> [Exercise instructions]: For the word "through", search the records and show each line in which it occurs.

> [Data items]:
......

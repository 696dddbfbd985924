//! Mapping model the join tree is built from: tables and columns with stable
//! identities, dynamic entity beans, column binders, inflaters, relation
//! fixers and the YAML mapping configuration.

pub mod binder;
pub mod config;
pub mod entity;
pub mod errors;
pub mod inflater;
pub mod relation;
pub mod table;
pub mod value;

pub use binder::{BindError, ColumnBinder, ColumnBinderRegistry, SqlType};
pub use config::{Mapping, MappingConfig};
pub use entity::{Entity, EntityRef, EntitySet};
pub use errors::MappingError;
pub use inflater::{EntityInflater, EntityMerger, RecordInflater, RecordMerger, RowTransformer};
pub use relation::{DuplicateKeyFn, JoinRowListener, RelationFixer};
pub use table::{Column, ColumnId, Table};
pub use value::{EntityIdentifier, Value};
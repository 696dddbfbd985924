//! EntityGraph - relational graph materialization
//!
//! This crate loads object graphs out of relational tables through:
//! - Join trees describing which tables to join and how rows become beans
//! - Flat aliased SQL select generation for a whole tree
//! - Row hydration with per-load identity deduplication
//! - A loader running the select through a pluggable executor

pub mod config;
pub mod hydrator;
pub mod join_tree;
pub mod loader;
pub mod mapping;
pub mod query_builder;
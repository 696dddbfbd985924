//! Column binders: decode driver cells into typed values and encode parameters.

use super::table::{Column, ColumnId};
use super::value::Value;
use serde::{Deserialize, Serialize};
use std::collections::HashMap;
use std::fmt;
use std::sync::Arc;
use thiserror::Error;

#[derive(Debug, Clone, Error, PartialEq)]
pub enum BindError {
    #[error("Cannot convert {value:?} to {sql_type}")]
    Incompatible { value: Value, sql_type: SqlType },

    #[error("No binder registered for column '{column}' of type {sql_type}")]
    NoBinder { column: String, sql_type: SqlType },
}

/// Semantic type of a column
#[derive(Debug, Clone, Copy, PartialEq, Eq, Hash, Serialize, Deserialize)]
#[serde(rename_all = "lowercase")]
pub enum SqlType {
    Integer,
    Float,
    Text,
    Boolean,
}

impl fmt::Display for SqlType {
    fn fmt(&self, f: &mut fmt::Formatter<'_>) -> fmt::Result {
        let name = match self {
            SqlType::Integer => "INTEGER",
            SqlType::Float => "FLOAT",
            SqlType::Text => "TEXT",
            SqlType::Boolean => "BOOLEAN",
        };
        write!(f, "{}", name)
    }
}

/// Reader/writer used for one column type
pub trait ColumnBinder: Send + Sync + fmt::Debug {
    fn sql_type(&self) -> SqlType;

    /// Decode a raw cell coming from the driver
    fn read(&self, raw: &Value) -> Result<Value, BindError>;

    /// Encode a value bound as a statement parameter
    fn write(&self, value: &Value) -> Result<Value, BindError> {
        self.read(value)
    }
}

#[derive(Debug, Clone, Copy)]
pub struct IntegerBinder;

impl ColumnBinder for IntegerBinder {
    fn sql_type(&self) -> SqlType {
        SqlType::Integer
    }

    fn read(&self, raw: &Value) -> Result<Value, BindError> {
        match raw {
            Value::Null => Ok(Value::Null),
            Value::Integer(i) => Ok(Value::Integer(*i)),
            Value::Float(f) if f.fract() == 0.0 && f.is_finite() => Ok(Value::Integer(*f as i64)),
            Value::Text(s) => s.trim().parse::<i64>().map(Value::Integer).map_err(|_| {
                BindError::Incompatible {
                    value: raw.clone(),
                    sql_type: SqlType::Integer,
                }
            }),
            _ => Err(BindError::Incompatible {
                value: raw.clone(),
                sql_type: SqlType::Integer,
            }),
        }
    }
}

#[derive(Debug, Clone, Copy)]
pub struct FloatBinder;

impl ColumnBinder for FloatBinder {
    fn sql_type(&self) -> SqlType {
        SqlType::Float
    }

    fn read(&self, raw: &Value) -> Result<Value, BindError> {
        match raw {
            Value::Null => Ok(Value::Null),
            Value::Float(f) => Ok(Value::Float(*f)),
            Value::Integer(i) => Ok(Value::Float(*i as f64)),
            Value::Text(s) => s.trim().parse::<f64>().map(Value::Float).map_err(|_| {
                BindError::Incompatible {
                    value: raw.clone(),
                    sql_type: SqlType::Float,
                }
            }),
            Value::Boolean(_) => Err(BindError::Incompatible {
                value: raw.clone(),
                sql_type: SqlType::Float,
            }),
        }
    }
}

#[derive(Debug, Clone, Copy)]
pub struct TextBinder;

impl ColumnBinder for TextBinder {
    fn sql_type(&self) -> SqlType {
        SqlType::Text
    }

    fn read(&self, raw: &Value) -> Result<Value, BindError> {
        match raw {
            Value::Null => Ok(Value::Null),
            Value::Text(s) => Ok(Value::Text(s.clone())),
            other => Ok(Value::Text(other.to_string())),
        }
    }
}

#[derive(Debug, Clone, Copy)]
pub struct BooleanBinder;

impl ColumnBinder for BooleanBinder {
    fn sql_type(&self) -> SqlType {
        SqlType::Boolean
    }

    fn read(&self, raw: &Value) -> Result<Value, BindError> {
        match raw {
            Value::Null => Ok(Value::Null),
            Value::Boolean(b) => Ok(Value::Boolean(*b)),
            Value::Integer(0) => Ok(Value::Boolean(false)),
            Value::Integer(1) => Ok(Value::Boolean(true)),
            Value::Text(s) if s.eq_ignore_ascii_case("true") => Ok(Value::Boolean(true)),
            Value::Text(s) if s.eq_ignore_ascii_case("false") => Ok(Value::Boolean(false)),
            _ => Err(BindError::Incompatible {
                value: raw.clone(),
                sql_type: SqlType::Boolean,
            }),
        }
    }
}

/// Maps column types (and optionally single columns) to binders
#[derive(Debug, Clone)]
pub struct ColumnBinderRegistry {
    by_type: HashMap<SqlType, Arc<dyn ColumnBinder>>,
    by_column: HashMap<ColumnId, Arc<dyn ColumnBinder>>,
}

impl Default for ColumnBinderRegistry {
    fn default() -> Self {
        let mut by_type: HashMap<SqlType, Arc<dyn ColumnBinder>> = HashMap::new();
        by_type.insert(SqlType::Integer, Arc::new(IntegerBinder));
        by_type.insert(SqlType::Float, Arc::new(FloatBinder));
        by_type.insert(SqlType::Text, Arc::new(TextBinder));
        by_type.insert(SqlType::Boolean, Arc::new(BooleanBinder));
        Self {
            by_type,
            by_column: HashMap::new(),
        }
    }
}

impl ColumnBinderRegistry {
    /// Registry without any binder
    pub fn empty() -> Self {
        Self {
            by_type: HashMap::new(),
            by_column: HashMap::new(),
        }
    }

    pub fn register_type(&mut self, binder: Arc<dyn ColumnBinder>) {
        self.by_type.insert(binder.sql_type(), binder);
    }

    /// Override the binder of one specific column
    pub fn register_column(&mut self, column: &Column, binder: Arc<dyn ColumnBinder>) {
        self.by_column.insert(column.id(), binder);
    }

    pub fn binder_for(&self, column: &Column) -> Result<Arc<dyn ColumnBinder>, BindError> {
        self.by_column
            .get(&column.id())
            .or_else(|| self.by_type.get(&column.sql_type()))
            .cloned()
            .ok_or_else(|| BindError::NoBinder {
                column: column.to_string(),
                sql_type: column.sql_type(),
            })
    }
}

......

> [Answer box]:
//! This crate loads object graphs out of relational tables through:
//! - A loader running the select through a pluggable executor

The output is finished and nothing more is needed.